From Casetext: Smarter Legal Research

Taphorn v. City of Cincinnati

Court of Appeals of Ohio
Dec 14, 1953
122 N.E.2d 307 (Ohio Ct. App. 1953)

Opinion

No. 7805

Decided December 14, 1953.

Municipal corporations — Operation of waterworks a proprietary function — Duty of care required — Action for damages resulting from bursting of main — Burden of proof — Burden not met, when.

1. A municipality, in operating a waterworks system, engages in a proprietary function, is charged with the duty of exercising ordinary care, and is liable for negligence in the operation of such waterworks system.

2. In an action against a municipality for damages resulting from alleged negligent operation of its waterworks system, the burden of proof rests on the plaintiff.

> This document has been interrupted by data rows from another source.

impl ProgressStore {
    /// Open the store at `~/.config/madrasah/madrasah.db`.
    ///
    /// Creates the database file and schema if they don't exist.
    ///
    /// # Errors
    /// Returns an error if the database cannot be opened or migrated.
    pub fn open() -> Result<Self> {
        Self::open_at(&data_dir()?.join("madrasah.db"))
    }

    /// Open the store at an explicit path.
    pub fn open_at(path: &std::path::Path) -> Result<Self> {
        let conn = Connection::open(path).map_err(|source| StoreError::OpenFailed {
            path: path.to_path_buf(),
            source,
        })?;
        let store = Self { conn };
        store.migrate()?;
        Ok(store)
    }

    /// Open an in-memory store (for tests and demos).
    pub fn open_memory() -> Result<Self> {
        let conn = Connection::open_in_memory().map_err(|source| StoreError::OpenFailed {
            path: ":memory:".into(),
            source,
        })?;
        let store = Self { conn };
        store.migrate()?;
        Ok(store)
    }

    fn migrate(&self) -> Result<()> {
        self.conn
            .execute_batch(
                "PRAGMA foreign_keys = ON;

                CREATE TABLE IF NOT EXISTS children (
                    id            TEXT PRIMARY KEY,
                    name          TEXT NOT NULL,
                    created_at    TEXT NOT NULL,
                    current_streak  INTEGER NOT NULL DEFAULT 0,
                    longest_streak  INTEGER NOT NULL DEFAULT 0,
                    total_xp        INTEGER NOT NULL DEFAULT 0,
                    total_lessons_completed INTEGER NOT NULL DEFAULT 0,
                    last_lesson_completed_date TEXT
                );

                CREATE TABLE IF NOT EXISTS lessons (
                    id          TEXT PRIMARY KEY,
                    category    TEXT NOT NULL,
                    sort_order  INTEGER NOT NULL,
                    week_number INTEGER NOT NULL,
                    xp_reward   INTEGER NOT NULL,
                    title       TEXT NOT NULL
                );

                CREATE TABLE IF NOT EXISTS lesson_progress (
                    id          INTEGER PRIMARY KEY AUTOINCREMENT,
                    lesson_id   TEXT NOT NULL,
                    child_id    TEXT NOT NULL REFERENCES children(id) ON DELETE CASCADE,
                    is_completed INTEGER NOT NULL DEFAULT 0,
                    completed_at TEXT,
                    score       INTEGER NOT NULL DEFAULT 0,
                    xp_earned   INTEGER NOT NULL DEFAULT 0,
                    attempts    INTEGER NOT NULL DEFAULT 0,
                    last_completed_phase TEXT,
                    phase_progress TEXT NOT NULL DEFAULT '{}',
                    last_accessed_at TEXT NOT NULL,
                    UNIQUE(child_id, lesson_id)
                );

                CREATE TABLE IF NOT EXISTS achievements (
                    id          INTEGER PRIMARY KEY AUTOINCREMENT,
                    child_id    TEXT NOT NULL REFERENCES children(id) ON DELETE CASCADE,
                    achievement_type TEXT NOT NULL,
                    unlocked_at TEXT NOT NULL,
                    is_new      INTEGER NOT NULL DEFAULT 1,
                    UNIQUE(child_id, achievement_type)
                );

                CREATE TABLE IF NOT EXISTS family_activities (
                    id          TEXT PRIMARY KEY,
                    child_id    TEXT NOT NULL REFERENCES children(id) ON DELETE CASCADE,
                    title       TEXT NOT NULL,
                    completed_at TEXT
                );

                CREATE INDEX IF NOT EXISTS idx_progress_child ON lesson_progress(child_id);
                CREATE INDEX IF NOT EXISTS idx_achievements_child ON achievements(child_id);
                CREATE INDEX IF NOT EXISTS idx_lessons_week ON lessons(week_number);",
            )
            .map_err(|e| StoreError::MigrationFailed(e.to_string()))?;
        Ok(())
    }

    // === Children ===

    /// Insert or update a child profile.
    pub fn save_child(&self, child: &Child) -> Result<()> {
        self.conn
            .execute(
                "INSERT OR REPLACE INTO children
                 (id, name, created_at, current_streak, longest_streak,
                  total_xp, total_lessons_completed, last_lesson_completed_date)
                 VALUES (?1, ?2, ?3, ?4, ?5, ?6, ?7, ?8)",
                params![
                    child.id.to_string(),
                    child.name,
                    child.created_at.to_rfc3339(),
                    child.current_streak,
                    child.longest_streak,
                    child.total_xp,
                    child.total_lessons_completed,
                    child.last_lesson_completed_date.map(|d| d.to_rfc3339()),
                ],
            )
            .map_err(StoreError::SaveFailed)?;
        Ok(())
    }

    pub fn child(&self, id: Uuid) -> Result<Option<Child>> {
        let row = self
            .conn
            .query_row(
                "SELECT id, name, created_at, current_streak, longest_streak,
                        total_xp, total_lessons_completed, last_lesson_completed_date
                 FROM children WHERE id = ?1",
                params![id.to_string()],
                row_to_child,
            )
            .optional()
            .map_err(StoreError::from)?;
        Ok(row)
    }

    pub fn children(&self) -> Result<Vec<Child>> {
        let mut stmt = self
            .conn
            .prepare(
                "SELECT id, name, created_at, current_streak, longest_streak,
                        total_xp, total_lessons_completed, last_lesson_completed_date
                 FROM children ORDER BY created_at",
            )
            .map_err(StoreError::from)?;
        let rows = stmt
            .query_map([], row_to_child)
            .map_err(StoreError::from)?
            .collect::<std::result::Result<Vec<_>, _>>()
            .map_err(StoreError::from)?;
        Ok(rows)
    }

    /// Delete a child. Progress, achievements, and family activities cascade.
    pub fn delete_child(&self, id: Uuid) -> Result<()> {
        self.conn
            .execute("DELETE FROM children WHERE id = ?1", params![id.to_string()])
            .map_err(StoreError::SaveFailed)?;
        Ok(())
    }

    // === Lessons ===

    pub fn save_lesson(&self, lesson: &Lesson) -> Result<()> {
        self.conn
            .execute(
                "INSERT OR REPLACE INTO lessons
                 (id, category, sort_order, week_number, xp_reward, title)
                 VALUES (?1, ?2, ?3, ?4, ?5, ?6)",
                params![
                    lesson.id.to_string(),
                    lesson.category.as_str(),
                    lesson.order,
                    lesson.week_number,
                    lesson.xp_reward,
                    lesson.title,
                ],
            )
            .map_err(StoreError::SaveFailed)?;
        Ok(())
    }

    pub fn lesson(&self, id: Uuid) -> Result<Option<Lesson>> {
        let row = self
            .conn
            .query_row(
                "SELECT id, category, sort_order, week_number, xp_reward, title
                 FROM lessons WHERE id = ?1",
                params![id.to_string()],
                row_to_lesson,
            )
            .optional()
            .map_err(StoreError::from)?;
        Ok(row)
    }

    /// All lessons sorted by curriculum order.
    pub fn lessons(&self) -> Result<Vec<Lesson>> {
        let mut stmt = self
            .conn
            .prepare(
                "SELECT id, category, sort_order, week_number, xp_reward, title
                 FROM lessons ORDER BY sort_order",
            )
            .map_err(StoreError::from)?;
        let rows = stmt
            .query_map([], row_to_lesson)
            .map_err(StoreError::from)?
            .collect::<std::result::Result<Vec<_>, _>>()
            .map_err(StoreError::from)?;
        Ok(rows)
    }

    pub fn lessons_for_week(&self, week_number: u32) -> Result<Vec<Lesson>> {
        let mut stmt = self
            .conn
            .prepare(
                "SELECT id, category, sort_order, week_number, xp_reward, title
                 FROM lessons WHERE week_number = ?1 ORDER BY sort_order",
            )
            .map_err(StoreError::from)?;
        let rows = stmt
            .query_map(params![week_number], row_to_lesson)
            .map_err(StoreError::from)?
            .collect::<std::result::Result<Vec<_>, _>>()
            .map_err(StoreError::from)?;
        Ok(rows)
    }

    // === Lesson progress ===

    /// Insert or update the progress row for `(child, lesson)`.
    pub fn save_progress(&self, progress: &LessonProgress) -> Result<()> {
        let phase_json =
            serde_json::to_string(&progress.phase_progress).unwrap_or_else(|_| "{}".into());
        self.conn
            .execute(
                "INSERT INTO lesson_progress
                 (lesson_id, child_id, is_completed, completed_at, score, xp_earned,
                  attempts, last_completed_phase, phase_progress, last_accessed_at)
                 VALUES (?1, ?2, ?3, ?4, ?5, ?6, ?7, ?8, ?9, ?10)
                 ON CONFLICT(child_id, lesson_id) DO UPDATE SET
                    is_completed = excluded.is_completed,
                    completed_at = excluded.completed_at,
                    score = excluded.score,
                    xp_earned = excluded.xp_earned,
                    attempts = excluded.attempts,
                    last_completed_phase = excluded.last_completed_phase,
                    phase_progress = excluded.phase_progress,
                    last_accessed_at = excluded.last_accessed_at",
                params![
                    progress.lesson_id.to_string(),
                    progress.child_id.to_string(),
                    progress.is_completed,
                    progress.completed_at.map(|d| d.to_rfc3339()),
                    progress.score,
                    progress.xp_earned,
                    progress.attempts,
                    progress.last_completed_phase,
                    phase_json,
                    progress.last_accessed_at.to_rfc3339(),
                ],
            )
            .map_err(StoreError::SaveFailed)?;
        Ok(())
    }

    pub fn progress(&self, child_id: Uuid, lesson_id: Uuid) -> Result<Option<LessonProgress>> {
        let row = self
            .conn
            .query_row(
                "SELECT lesson_id, child_id, is_completed, completed_at, score, xp_earned,
                        attempts, phase_progress, last_accessed_at, last_completed_phase
                 FROM lesson_progress WHERE child_id = ?1 AND lesson_id = ?2",
                params![child_id.to_string(), lesson_id.to_string()],
                row_to_progress,
            )
            .optional()
            .map_err(StoreError::from)?;
        Ok(row)
    }

    pub fn progress_for_child(&self, child_id: Uuid) -> Result<Vec<LessonProgress>> {
        let mut stmt = self
            .conn
            .prepare(
                "SELECT lesson_id, child_id, is_completed, completed_at, score, xp_earned,
                        attempts, phase_progress, last_accessed_at, last_completed_phase
                 FROM lesson_progress WHERE child_id = ?1",
            )
            .map_err(StoreError::from)?;
        let rows = stmt
            .query_map(params![child_id.to_string()], row_to_progress)
            .map_err(StoreError::from)?
            .collect::<std::result::Result<Vec<_>, _>>()
            .map_err(StoreError::from)?;
        Ok(rows)
    }

    // === Achievements ===

    /// Insert an unlock record. The `(child, type)` unique constraint makes a
    /// double unlock a save error rather than a silent duplicate.
    pub fn save_achievement(&self, achievement: &Achievement) -> Result<()> {
        self.conn
            .execute(
                "INSERT INTO achievements (child_id, achievement_type, unlocked_at, is_new)
                 VALUES (?1, ?2, ?3, ?4)",
                params![
                    achievement.child_id.to_string(),
                    achievement.achievement_type.as_str(),
                    achievement.unlocked_at.to_rfc3339(),
                    achievement.is_new,
                ],
            )
            .map_err(StoreError::SaveFailed)?;
        Ok(())
    }

    pub fn achievements_for_child(&self, child_id: Uuid) -> Result<Vec<Achievement>> {
        let mut stmt = self
            .conn
            .prepare(
                "SELECT child_id, achievement_type, unlocked_at, is_new
                 FROM achievements WHERE child_id = ?1 ORDER BY unlocked_at",
            )
            .map_err(StoreError::from)?;
        let rows = stmt
            .query_map(params![child_id.to_string()], row_to_achievement)
            .map_err(StoreError::from)?
            .collect::<std::result::Result<Vec<_>, _>>()
            .map_err(StoreError::from)?;
        Ok(rows)
    }

    /// Clear the celebration flag. The only permitted post-creation mutation.
    pub fn mark_achievement_seen(
        &self,
        child_id: Uuid,
        achievement_type: AchievementType,
    ) -> Result<()> {
        self.conn
            .execute(
                "UPDATE achievements SET is_new = 0
                 WHERE child_id = ?1 AND achievement_type = ?2",
                params![child_id.to_string(), achievement_type.as_str()],
            )
            .map_err(StoreError::SaveFailed)?;
        Ok(())
    }

    // === Family activities ===

    pub fn save_family_activity(&self, activity: &FamilyActivity) -> Result<()> {
        self.conn
            .execute(
                "INSERT OR REPLACE INTO family_activities (id, child_id, title, completed_at)
                 VALUES (?1, ?2, ?3, ?4)",
                params![
                    activity.id.to_string(),
                    activity.child_id.to_string(),
                    activity.title,
                    activity.completed_at.map(|d| d.to_rfc3339()),
                ],
            )
            .map_err(StoreError::SaveFailed)?;
        Ok(())
    }

    pub fn family_activities(&self, child_id: Uuid) -> Result<Vec<FamilyActivity>> {
        let mut stmt = self
            .conn
            .prepare(
                "SELECT id, child_id, title, completed_at
                 FROM family_activities WHERE child_id = ?1 ORDER BY completed_at",
            )
            .map_err(StoreError::from)?;
        let rows = stmt
            .query_map(params![child_id.to_string()], |row| {
                let id: String = row.get(0)?;
                let child_id: String = row.get(1)?;
                let completed_at: Option<String> = row.get(3)?;
                Ok(FamilyActivity {
                    id: parse_uuid_fallback(&id),
                    child_id: parse_uuid_fallback(&child_id),
                    title: row.get(2)?,
                    completed_at: parse_optional_datetime(completed_at),
                })
            })
            .map_err(StoreError::from)?
            .collect::<std::result::Result<Vec<_>, _>>()
            .map_err(StoreError::from)?;
        Ok(rows)
    }

    pub fn completed_family_activity_count(&self, child_id: Uuid) -> Result<u32> {
        let count: u32 = self
            .conn
            .query_row(
                "SELECT COUNT(*) FROM family_activities
                 WHERE child_id = ?1 AND completed_at IS NOT NULL",
                params![child_id.to_string()],
                |row| row.get(0),
            )
            .map_err(StoreError::from)?;
        Ok(count)
    }
}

3. In such an action, the burden of proof is not met where the evidence discloses that a city water main burst, resulting in the flooding of the basement of plaintiff's place of business and ensuing damage to equipment, that a part of such water main was removed and replaced, that the city had no record of inspections ever having been made of the installation which burst, and where there is no technical or expert testimony as to the life of a cast iron water main such as burst and no evidence as to any standard or method of inspection of waterworks systems in modern use by ordinarily prudent cities in the operation of such systems, and former floodings of plaintiff's basement are in no way traceable to the city's water main.

APPEAL: Court of Appeals for Hamilton County.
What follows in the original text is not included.